Собаки подчиняются вожаку. Это так называемые «стайные» животные, сторонники интеграции, любители поощрения, почитатели лидера. Привязанность, которую собаки питают к своему хозяину, настолько фанатична, что стала просто легендарной. Подобная преданность всегда удивляла человечество. И вправду, все рассказы и притчи, о ней повествующие, относятся ли они к волкам или к волкам, ставшим собаками, поис-тине чудесны.
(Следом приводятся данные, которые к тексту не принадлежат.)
//! `collections` command: list what a database holds.

use std::io::Write;

use camino::Utf8PathBuf;
use clap::Parser;
use ortho_config::{OrthoConfig, SubcmdConfigMerge};
use placemark_core::store::{DatabaseHandle, collections};
use serde::{Deserialize, Serialize};

use crate::{ARG_DATABASE, CliError, database, default_database, write_line};

/// CLI arguments for the `collections` subcommand.
#[derive(Debug, Clone, Parser, Deserialize, Serialize, OrthoConfig, Default)]
#[command(about = "List collections with their category and size")]
#[ortho_config(prefix = "PLACEMARK")]
pub(crate) struct CollectionsArgs {
    /// SQLite database holding the collections.
    #[arg(long = ARG_DATABASE, value_name = "path")]
    #[serde(default)]
    pub(crate) database: Option<Utf8PathBuf>,
}

pub(crate) fn run_collections(args: CollectionsArgs, out: &mut dyn Write) -> Result<(), CliError> {
    let merged = args.load_and_merge().map_err(CliError::Configuration)?;
    let path = merged.database.unwrap_or_else(default_database);
    let handle = database(&path)?;
    list_collections(&handle, out)
}

/// Print `category name count source`, grouped by category.
pub(crate) fn list_collections(handle: &DatabaseHandle, out: &mut dyn Write) -> Result<(), CliError> {
    let all = {
        let lease = handle.open()?;
        let connection = lease.connection();
        collections::list(&connection)?
    };
    for collection in all {
        write_line(
            out,
            &format!(
                "{}\t{}\t{}\t{}",
                collection.category, collection.name, collection.poi_count, collection.source
            ),
        )?;
    }
    Ok(())
}
//! Unit and end-to-end tests for the placemark CLI.

use super::*;

mod unit;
Лично я всегда любил кошек. Для них отношения, построенные на подчинении вожаку, не существуют. Зависимость — их враг. У них есть лишь один кумир — территория. И лишь одна ценность — свобода. Их жизнь состоит из вылизываний и ласк, из еды и охоты, из игры в охоту и грез об охоте, и просто грез и опять-таки грез, — этого им вполне достаточно.

Внезапно кошка поднимает голову и нюхает прохладный воздух, обтекающий, как вода, ее крошечный носик.

Глава XXXVI

Печальная сторона свободы

Этьен де Ла Боэси[63] писал: «Даже звери — и те кричат: „Да здравствует Свобода!“ Многие из них погибают, если их посадить в клетку». Невий[64] называет Бахуса «Liber id est pro libertas»[65]. Для граждан Соединенных Штатов Америки свобода — это статуя в центре бухты, которая символизирует торговый обмен, служит таможней, отпугивает чужаков. Вполне возможно, что в мире уже не осталось стран, где можно не почитать богов, курить в ожидании поезда, пить вино на террасе уличного кафе, ходить по городу без документов и говорить все, что вздумается, в любом месте.
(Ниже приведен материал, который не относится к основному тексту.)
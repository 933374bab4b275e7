//! Closed set of supported formats and the rules for choosing one.

use std::{fmt, str::FromStr};

/// Column order of the two coordinates in delimited text.
#[derive(Debug, Clone, Copy, PartialEq, Eq, Default)]
pub enum CoordinateOrder {
    /// Longitude first, as in TomTom ASC and most POI CSV exports.
    #[default]
    LonLat,
    /// Latitude first.
    LatLon,
}

/// A format an importer exists for.
#[derive(Debug, Clone, Copy, PartialEq, Eq)]
pub enum ImportFormat {
    /// GPS Exchange Format waypoints.
    Gpx,
    /// Keyhole Markup Language placemarks.
    Kml,
    /// RSS or Atom feeds with GeoRSS or W3C geo positions.
    GeoRss,
    /// GeoJSON features.
    GeoJson,
    /// TomTom OV2 binary records.
    Ov2,
    /// Delimited text, one placemark per line.
    Text(CoordinateOrder),
    /// ZIP container, including KMZ.
    Zip,
}

impl fmt::Display for ImportFormat {
    fn fmt(&self, f: &mut fmt::Formatter<'_>) -> fmt::Result {
        let name = match self {
            Self::Gpx => "GPX",
            Self::Kml => "KML",
            Self::GeoRss => "GeoRSS",
            Self::GeoJson => "GeoJSON",
            Self::Ov2 => "OV2",
            Self::Text(CoordinateOrder::LonLat) => "text (lon, lat)",
            Self::Text(CoordinateOrder::LatLon) => "text (lat, lon)",
            Self::Zip => "ZIP",
        };
        f.write_str(name)
    }
}

/// Format chosen by the user for a collection.
#[derive(Debug, Clone, Copy, PartialEq, Eq, Default)]
pub enum FormatFilter {
    /// Infer the format from the source.
    #[default]
    None,
    /// GPX.
    Gpx,
    /// KML.
    Kml,
    /// Zipped KML.
    Kmz,
    /// GeoRSS or Atom.
    GeoRss,
    /// GeoJSON.
    GeoJson,
    /// TomTom OV2.
    Ov2,
    /// Delimited text with longitude first.
    CsvLonLat,
    /// Delimited text with latitude first.
    CsvLatLon,
}

impl FormatFilter {
    /// Format used when nothing can be inferred from the source.
    #[must_use]
    pub const fn default_format(self) -> Option<ImportFormat> {
        match self {
            Self::None => None,
            Self::Gpx => Some(ImportFormat::Gpx),
            Self::Kml => Some(ImportFormat::Kml),
            Self::Kmz => Some(ImportFormat::Zip),
            Self::GeoRss => Some(ImportFormat::GeoRss),
            Self::GeoJson => Some(ImportFormat::GeoJson),
            Self::Ov2 => Some(ImportFormat::Ov2),
            Self::CsvLonLat => Some(ImportFormat::Text(CoordinateOrder::LonLat)),
            Self::CsvLatLon => Some(ImportFormat::Text(CoordinateOrder::LatLon)),
        }
    }

    const fn text_order(self) -> Option<CoordinateOrder> {
        match self {
            Self::CsvLonLat => Some(CoordinateOrder::LonLat),
            Self::CsvLatLon => Some(CoordinateOrder::LatLon),
            _ => None,
        }
    }

    /// Apply the filter to an inferred format.
    ///
    /// Text keeps the filter's column order when the filter names one.
    const fn refine(self, inferred: ImportFormat) -> ImportFormat {
        match (inferred, self.text_order()) {
            (ImportFormat::Text(_), Some(order)) => ImportFormat::Text(order),
            _ => inferred,
        }
    }
}

/// Error returned when parsing an unknown filter name.
#[derive(Debug, Clone, PartialEq, Eq, thiserror::Error)]
#[error("unknown format filter {0:?}")]
pub struct UnknownFilter(pub String);

impl FromStr for FormatFilter {
    type Err = UnknownFilter;

    fn from_str(value: &str) -> Result<Self, Self::Err> {
        match value.trim().to_ascii_lowercase().as_str() {
            "" | "none" | "auto" => Ok(Self::None),
            "gpx" => Ok(Self::Gpx),
            "kml" => Ok(Self::Kml),
            "kmz" => Ok(Self::Kmz),
            "georss" | "rss" | "atom" => Ok(Self::GeoRss),
            "geojson" | "json" => Ok(Self::GeoJson),
            "ov2" => Ok(Self::Ov2),
            "csv" | "csv-lonlat" | "lonlat" => Ok(Self::CsvLonLat),
            "csv-latlon" | "latlon" => Ok(Self::CsvLatLon),
            _ => Err(UnknownFilter(value.to_owned())),
        }
    }
}

/// Choose the format for a resolved source.
///
/// The declared MIME type wins when it is unambiguous, then the file
/// extension of `name`, then the filter's own default. Returns `None` only
/// when nothing can be inferred and the filter is [`FormatFilter::None`].
///
/// # Examples
///
/// ```
/// use placemark_data::{CoordinateOrder, FormatFilter, ImportFormat, select_format};
///
/// assert_eq!(
///     select_format(Some("text/csv"), "poi.dat", FormatFilter::CsvLatLon),
///     Some(ImportFormat::Text(CoordinateOrder::LatLon)),
/// );
/// assert_eq!(select_format(None, "poi.dat", FormatFilter::None), None);
/// ```
#[must_use]
pub fn select_format(mime_type: Option<&str>, name: &str, filter: FormatFilter) -> Option<ImportFormat> {
    mime_type
        .and_then(from_mime)
        .or_else(|| from_extension(name))
        .map(|inferred| filter.refine(inferred))
        .or_else(|| filter.default_format())
}

/// Choose the format of a ZIP entry from its name alone.
///
/// Entries without a recognised extension are not imported, so the
/// filter's default is never applied here.
#[must_use]
pub fn select_entry_format(name: &str, filter: FormatFilter) -> Option<ImportFormat> {
    from_extension(name).map(|inferred| filter.refine(inferred))
}

fn from_mime(mime_type: &str) -> Option<ImportFormat> {
    let mime_type = mime_type.trim().to_ascii_lowercase();
    let format = match mime_type.as_str() {
        // Generic XML says nothing about the dialect.
        "text/xml" | "application/xml" => return None,
        "application/vnd.google-earth.kml+xml" => ImportFormat::Kml,
        "application/gpx+xml" | "application/gpx" => ImportFormat::Gpx,
        "application/rss+xml" | "application/atom+xml" | "application/georss+xml" => {
            ImportFormat::GeoRss
        }
        "application/geo+json" | "application/json" | "application/vnd.geo+json" => {
            ImportFormat::GeoJson
        }
        zip if zip.contains("zip") || zip == "application/vnd.google-earth.kmz" => {
            ImportFormat::Zip
        }
        text if text.starts_with("text/") => ImportFormat::Text(CoordinateOrder::default()),
        _ => return None,
    };
    Some(format)
}

fn from_extension(name: &str) -> Option<ImportFormat> {
    let path = name.split(['?', '#']).next().unwrap_or_default();
    let file_name = path.rsplit(['/', '\\']).next().unwrap_or_default();
    let (_, extension) = file_name.rsplit_once('.')?;
    let format = match extension.to_ascii_lowercase().as_str() {
        "gpx" => ImportFormat::Gpx,
        "kml" => ImportFormat::Kml,
        "kmz" | "zip" => ImportFormat::Zip,
        "xml" | "rss" | "atom" | "georss" => ImportFormat::GeoRss,
        "json" | "geojson" => ImportFormat::GeoJson,
        "ov2" => ImportFormat::Ov2,
        "asc" | "csv" | "txt" => ImportFormat::Text(CoordinateOrder::default()),
        _ => return None,
    };
    Some(format)
}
«No one!» — так отвечали канадцы после Второй мировой войны тем, кто просил убежища в их стране. Ни одного! Никого!

«Ни одного свободного человека!» — вот лозунг современного общества.

Охотиться на зверей, ловить рыбу, пить воду из ручья, загорать на солнышке, бродить по берегам реки или по морским пляжам теперь уже невозможно без денег, и ситуация эта ухудшалась прямо на глазах на протяжении моей жизни.
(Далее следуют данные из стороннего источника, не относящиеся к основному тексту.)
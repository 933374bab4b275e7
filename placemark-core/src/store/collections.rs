//! Collection rows and their manual cascade onto placemarks.

use rusqlite::{Connection, OptionalExtension, Row};

use crate::{CollectionId, PlacemarkCollection, normalise_category};

use super::{StoreError, placemarks, sqlite};

const COLUMNS: &str = "_id, name, description, category, source, last_update, poi_count";

/// Insert a collection and return its id.
///
/// The category is upper-cased; a clashing name is reported as
/// [`StoreError::Duplicate`].
pub fn insert(
    connection: &Connection,
    collection: &PlacemarkCollection,
) -> Result<CollectionId, StoreError> {
    let collection = validated(collection)?;
    connection
        .execute(
            "INSERT INTO placemark_collection
                (name, description, category, source, last_update, poi_count)
                VALUES (?1, ?2, ?3, ?4, ?5, ?6)",
            (
                collection.name.as_str(),
                collection.description.as_str(),
                collection.category.as_str(),
                collection.source.as_str(),
                collection.last_update,
                collection.poi_count,
            ),
        )
        .map_err(|source| StoreError::classify("insert collection", "collection", source))?;
    Ok(connection.last_insert_rowid())
}

/// Update the user-editable fields (name, description, category, source).
pub fn update(connection: &Connection, collection: &PlacemarkCollection) -> Result<(), StoreError> {
    let collection = validated(collection)?;
    let changed = connection
        .execute(
            "UPDATE placemark_collection
                SET name = ?2, description = ?3, category = ?4, source = ?5
                WHERE _id = ?1",
            (
                collection.id,
                collection.name.as_str(),
                collection.description.as_str(),
                collection.category.as_str(),
                collection.source.as_str(),
            ),
        )
        .map_err(|source| StoreError::classify("update collection", "collection", source))?;
    if changed == 0 {
        return Err(StoreError::MissingCollection { id: collection.id });
    }
    Ok(())
}

/// Record the outcome of a successful import.
pub fn record_import(
    connection: &Connection,
    id: CollectionId,
    last_update: i64,
    poi_count: i64,
) -> Result<(), StoreError> {
    let changed = connection
        .execute(
            "UPDATE placemark_collection SET last_update = ?2, poi_count = ?3 WHERE _id = ?1",
            (id, last_update, poi_count),
        )
        .map_err(sqlite("record collection import"))?;
    if changed == 0 {
        return Err(StoreError::MissingCollection { id });
    }
    Ok(())
}

/// Load one collection.
pub fn get(connection: &Connection, id: CollectionId) -> Result<PlacemarkCollection, StoreError> {
    connection
        .query_row(
            &format!("SELECT {COLUMNS} FROM placemark_collection WHERE _id = ?1"),
            [id],
            from_row,
        )
        .optional()
        .map_err(sqlite("load collection"))?
        .ok_or(StoreError::MissingCollection { id })
}

/// Find a collection by its exact name.
pub fn find_by_name(
    connection: &Connection,
    name: &str,
) -> Result<Option<PlacemarkCollection>, StoreError> {
    connection
        .query_row(
            &format!("SELECT {COLUMNS} FROM placemark_collection WHERE name = ?1"),
            [name.trim()],
            from_row,
        )
        .optional()
        .map_err(sqlite("find collection by name"))
}

/// All collections ordered by category then name.
pub fn list(connection: &Connection) -> Result<Vec<PlacemarkCollection>, StoreError> {
    let mut statement = connection
        .prepare_cached(&format!(
            "SELECT {COLUMNS} FROM placemark_collection ORDER BY category, name"
        ))
        .map_err(sqlite("prepare collection listing"))?;
    let rows = statement
        .query_map([], from_row)
        .map_err(sqlite("list collections"))?;
    rows.collect::<Result<Vec<_>, _>>()
        .map_err(sqlite("read collection row"))
}

/// Distinct non-empty categories in alphabetical order.
pub fn categories(connection: &Connection) -> Result<Vec<String>, StoreError> {
    let mut statement = connection
        .prepare_cached(
            "SELECT DISTINCT category FROM placemark_collection
                WHERE category != '' ORDER BY category",
        )
        .map_err(sqlite("prepare category listing"))?;
    let rows = statement
        .query_map([], |row| row.get(0))
        .map_err(sqlite("list categories"))?;
    rows.collect::<Result<Vec<_>, _>>()
        .map_err(sqlite("read category row"))
}

/// Delete a collection and all of its placemarks in one transaction.
///
/// Annotations are keyed by location and are left in place.
pub fn delete(connection: &mut Connection, id: CollectionId) -> Result<(), StoreError> {
    let transaction = connection
        .transaction()
        .map_err(sqlite("begin collection delete"))?;
    let removed = placemarks::delete_by_collection(&transaction, id)?;
    let changed = transaction
        .execute("DELETE FROM placemark_collection WHERE _id = ?1", [id])
        .map_err(sqlite("delete collection"))?;
    if changed == 0 {
        return Err(StoreError::MissingCollection { id });
    }
    transaction
        .commit()
        .map_err(sqlite("commit collection delete"))?;
    log::info!("deleted collection {id} with {removed} placemarks");
    Ok(())
}

fn validated(collection: &PlacemarkCollection) -> Result<PlacemarkCollection, StoreError> {
    let mut normalised = PlacemarkCollection::new(&collection.name, &collection.source)?
        .with_description(&collection.description);
    normalised.id = collection.id;
    normalised.category = normalise_category(&collection.category);
    normalised.last_update = collection.last_update;
    normalised.poi_count = collection.poi_count;
    Ok(normalised)
}

fn from_row(row: &Row<'_>) -> rusqlite::Result<PlacemarkCollection> {
    Ok(PlacemarkCollection {
        id: row.get(0)?,
        name: row.get(1)?,
        description: row.get(2)?,
        category: row.get(3)?,
        source: row.get(4)?,
        last_update: row.get(5)?,
        poi_count: row.get(6)?,
    })
}

#[cfg(test)]
mod tests {
    use super::*;
    use crate::{Coordinates, Placemark, test_support::memory_connection};
    use rstest::{fixture, rstest};

    #[fixture]
    fn connection() -> Connection {
        memory_connection()
    }

    fn collection(name: &str, category: &str) -> PlacemarkCollection {
        PlacemarkCollection::new(name, "/tmp/source.gpx")
            .expect("valid collection")
            .with_category(category)
    }

    #[rstest]
    fn stores_upper_cased_category(connection: Connection) {
        let mut raw = collection("Peaks", "");
        raw.category = "mountains".into();
        let id = insert(&connection, &raw).expect("insert");
        let loaded = get(&connection, id).expect("load");
        assert_eq!(loaded.category, "MOUNTAINS");
        assert_eq!(loaded.last_update, 0);
    }

    #[rstest]
    fn rejects_duplicate_names(connection: Connection) {
        insert(&connection, &collection("Peaks", "A")).expect("first");
        let err = insert(&connection, &collection("Peaks", "B")).expect_err("duplicate name");
        assert!(err.is_duplicate());
    }

    #[rstest]
    fn lists_by_category_then_name(connection: Connection) {
        insert(&connection, &collection("Zoo", "a")).expect("insert");
        insert(&connection, &collection("Bars", "b")).expect("insert");
        insert(&connection, &collection("Apes", "a")).expect("insert");
        insert(&connection, &collection("Loose", "")).expect("insert");
        let names: Vec<_> = list(&connection)
            .expect("list")
            .into_iter()
            .map(|c| c.name)
            .collect();
        assert_eq!(names, ["Loose", "Apes", "Zoo", "Bars"]);
        assert_eq!(categories(&connection).expect("categories"), ["A", "B"]);
    }

    #[rstest]
    fn records_import_metadata(connection: Connection) {
        let id = insert(&connection, &collection("Fuel", "")).expect("insert");
        record_import(&connection, id, 1_700_000_000_000, 12).expect("record");
        let loaded = get(&connection, id).expect("load");
        assert_eq!(loaded.last_update, 1_700_000_000_000);
        assert_eq!(loaded.poi_count, 12);
        assert!(loaded.was_imported());
    }

    #[rstest]
    fn renames_collection(connection: Connection) {
        let id = insert(&connection, &collection("Old", "x")).expect("insert");
        let mut renamed = get(&connection, id).expect("load");
        renamed.name = "New".into();
        update(&connection, &renamed).expect("update");
        assert!(find_by_name(&connection, "Old").expect("lookup").is_none());
        assert_eq!(
            find_by_name(&connection, "New").expect("lookup").map(|c| c.id),
            Some(id)
        );
    }

    #[rstest]
    fn delete_cascades_to_placemarks(mut connection: Connection) {
        let id = insert(&connection, &collection("Fuel", "")).expect("insert");
        let placemark = Placemark::new(id, "Station", "", Coordinates::unchecked(1.0, 1.0))
            .expect("placemark");
        placemarks::insert(&connection, &placemark).expect("insert placemark");

        delete(&mut connection, id).expect("delete");

        assert!(matches!(
            get(&connection, id),
            Err(StoreError::MissingCollection { .. })
        ));
        assert_eq!(placemarks::count_by_collection(&connection, id).expect("count"), 0);
    }
}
Поистине, свобода чревата многими печалями, о которых нельзя умалчивать.

Это печаль прощания с тем, что дотоле держало вас в плену. Печаль, подобная вдовству. Чувство вины, порождаемое свободой, никогда не угасает окончательно. Даже если у вас есть тысячи причин, чтобы расстаться с родными, вы все-таки остаетесь одним из них.

Какова же программа? Оставаться в живых, сохранять хорошую физическую форму, быть полубодрствующим и полудремотным, полувозбужденным и полу-подавленным, полузверем и получеловеком, полусобой и полуникем.

Нужно брать пример с кошек: посмотрите, как осторожно пробираются они на своих мягких лапках по карнизам. Как выгибают спину и сжимаются в комок перед прыжком на крышу соседнего дома. Полухрабрые, полубоязливые зверьки. Эта осторожность и есть основа всей политики на свете.

* * *

Эпиктет написал: «Страх перед чучелами заставляет оленей бежать прочь, к сетям, где они и гибнут». Эпиктет, бывший рабом, более того, рабом раба, был мыслителем, который дал наибольшее количество определений свободы:

Свободен тот, кого нельзя принудить.

Свободен тот, у кого руки не связаны.

Свободен тот, кто не знает ни голода, ни вожделения.

Свободен человек, не являющийся рабом (как свободно неприрученное животное).

Свободен тот, кто выходит в дверь, оставленную открытой (как свободен тот, кто кончает жизнь самоубийством).

Свободен тот, кто ни у кого не испрашивает дозволения.

Свободен тот, кто не обращается ни в какую инстанцию.

Всякий человек есть цитадель, полная тиранов, коих нужно заставить плясать под свою дудку.

Каждый день говори, упражняя и укрепляя свое тело перед тем, как предоставить его массажисту, упражняя свою душу мышлением перед тем, как предоставить ее сонным грезам: «Не философ в ученичестве, но раб на пути к освобождению!»